--- Record extracts ---
//! Public client surface + builder.
//! Internals are split into `auth` (session check + SSO login), `session`
//! (cookie jar + HTTP clients) and `constants` (UA + defaults).

mod auth;
mod constants;
mod session;

pub use session::Session;

use crate::core::{Credentials, ZpError};
use constants::{
    DEFAULT_BASE_URL, DEFAULT_CONNECT_TIMEOUT, DEFAULT_IDENTITY_HOST, DEFAULT_TIMEOUT,
    DEFAULT_VALIDATION_PACING, EVENTS_PATH, SSO_LOGIN_PATH, USER_AGENT,
};
use std::time::Duration;
use url::Url;

/// Lifecycle of the session held by a [`ZpClient`].
#[derive(Clone, Copy, Debug, PartialEq, Eq)]
pub enum SessionState {
    /// No login has been attempted yet.
    Uninitialized,
    /// A session is held and passed its last check (or was just created).
    Valid,
    /// The last check or login failed; no session is held.
    Invalid,
}

/// Why the most recent login attempt failed.
#[derive(Clone, Copy, Debug, PartialEq, Eq)]
pub enum LoginFailure {
    /// The flow finished but did not land on the events page, or the identity
    /// provider rejected the credentials.
    Rejected,
    /// The identity provider page had no login form.
    FormNotFound,
    /// A request in the flow failed at the transport or URL level.
    Network,
}

impl From<&ZpError> for LoginFailure {
    fn from(e: &ZpError) -> Self {
        match e {
            ZpError::Auth(_) | ZpError::MissingCredential(_) => Self::Rejected,
            ZpError::LoginFormNotFound { .. } => Self::FormNotFound,
            _ => Self::Network,
        }
    }
}

/// Client for the site. Owns the credentials and, once logged in, the
/// authenticated [`Session`].
///
/// All operations take `&mut self`; the session is never shared.
///
/// # Example
///
/// ```no_run
/// # use zwiftpower_rs::{ZpClient, profile};
/// # #[tokio::main]
/// # async fn main() -> Result<(), Box<dyn std::error::Error>> {
/// // Reads ZWIFTPOWER_USERNAME / ZWIFTPOWER_PASSWORD.
/// let mut client = ZpClient::new()?;
/// let summary = profile::load_profile(&mut client, 514_502).await?;
/// println!("{:?} has {:?} ZPoints", summary.profile_name, summary.z_points);
/// # Ok(())
/// # }
/// ```
#[derive(Debug)]
pub struct ZpClient {
    base_url: Url,
    events_url: Url,
    sso_url: Url,
    identity_host: String,
    credentials: Credentials,

    user_agent: String,
    timeout: Duration,
    connect_timeout: Duration,
    validation_pacing: Duration,

    session: Option<Session>,
    state: SessionState,
    last_login_failure: Option<LoginFailure>,
}

impl ZpClient {
    /// Builds a client with default endpoints and credentials from the environment.
    ///
    /// # Errors
    ///
    /// Returns [`ZpError::MissingCredential`] if the credential variables are unset.
    pub fn new() -> Result<Self, ZpError> {
        Self::builder().build()
    }

    /// Create a new builder.
    pub fn builder() -> ZpClientBuilder {
        ZpClientBuilder::default()
    }

    /// Current position in the session lifecycle.
    pub fn state(&self) -> SessionState {
        self.state
    }

    /// Whether a session is currently held (not re-checked).
    pub fn has_session(&self) -> bool {
        self.session.is_some()
    }

    /// Kind of failure from the most recent login, cleared by a successful one.
    pub fn last_login_failure(&self) -> Option<LoginFailure> {
        self.last_login_failure
    }

    /* -------- internal getters used by other modules -------- */

    pub(crate) fn base_url(&self) -> &Url {
        &self.base_url
    }

    #[cfg(test)]
    pub(crate) fn validation_pacing(&self) -> Duration {
        self.validation_pacing
    }
}

/* ----------------------- Builder ----------------------- */

#[derive(Default)]
pub struct ZpClientBuilder {
    credentials: Option<Credentials>,
    base_url: Option<Url>,
    identity_host: Option<String>,
    user_agent: Option<String>,
    timeout: Option<Duration>,
    connect_timeout: Option<Duration>,
    validation_pacing: Option<Duration>,
}

impl ZpClientBuilder {
    /// Use explicit credentials instead of reading the environment.
    pub fn credentials(mut self, credentials: Credentials) -> Self {
        self.credentials = Some(credentials);
        self
    }

    /// Override the site root (e.g., `https://zwiftpower.com/`).
    pub fn base_url(mut self, url: Url) -> Self {
        self.base_url = Some(url);
        self
    }

    /// Override the identity provider host a failed login gets stuck on.
    pub fn identity_host(mut self, host: impl Into<String>) -> Self {
        self.identity_host = Some(host.into());
        self
    }

    /// Override the User-Agent.
    pub fn user_agent(mut self, ua: impl Into<String>) -> Self {
        self.user_agent = Some(ua.into());
        self
    }

    /// Set the overall request timeout. Default: 30s.
    pub fn timeout(mut self, dur: Duration) -> Self {
        self.timeout = Some(dur);
        self
    }

    /// Set the connect timeout. Default: 10s.
    pub fn connect_timeout(mut self, dur: Duration) -> Self {
        self.connect_timeout = Some(dur);
        self
    }

    /// Set the pause between the two session-check requests. Default: 1s.
    ///
    /// Only lower this against a test server.
    pub fn validation_pacing(mut self, dur: Duration) -> Self {
        self.validation_pacing = Some(dur);
        self
    }

    /// # Errors
    ///
    /// Fails if credentials are missing (explicit or from the environment) or
    /// the base URL cannot be joined with the endpoint paths.
    pub fn build(self) -> Result<ZpClient, ZpError> {
        let credentials = match self.credentials {
            Some(c) => c,
            None => Credentials::from_env()?,
        };
        credentials.ensure_present()?;

        let base_url = with_trailing_slash(match self.base_url {
            Some(u) => u,
            None => Url::parse(DEFAULT_BASE_URL)?,
        });
        let events_url = base_url.join(EVENTS_PATH)?;
        let sso_url = base_url.join(SSO_LOGIN_PATH)?;

        Ok(ZpClient {
            base_url,
            events_url,
            sso_url,
            identity_host: self
                .identity_host
                .unwrap_or_else(|| DEFAULT_IDENTITY_HOST.to_string()),
            credentials,
            user_agent: self.user_agent.unwrap_or_else(|| USER_AGENT.to_string()),
            timeout: self.timeout.unwrap_or(DEFAULT_TIMEOUT),
            connect_timeout: self.connect_timeout.unwrap_or(DEFAULT_CONNECT_TIMEOUT),
            validation_pacing: self.validation_pacing.unwrap_or(DEFAULT_VALIDATION_PACING),
            session: None,
            state: SessionState::Uninitialized,
            last_login_failure: None,
        })
    }
}

/// `Url::join` drops the last path segment unless the base ends in `/`.
fn with_trailing_slash(mut url: Url) -> Url {
    if !url.path().ends_with('/') {
        let path = format!("{}/", url.path());
        url.set_path(&path);
    }
    url
}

--- Your instructions ---
If a line in the records above includes the string "Result", copy it.

--- Answer to the problem ---
/// # async fn main() -> Result<(), Box<dyn std::error::Error>> {
    pub fn new() -> Result<Self, ZpError> {
    pub fn build(self) -> Result<ZpClient, ZpError> {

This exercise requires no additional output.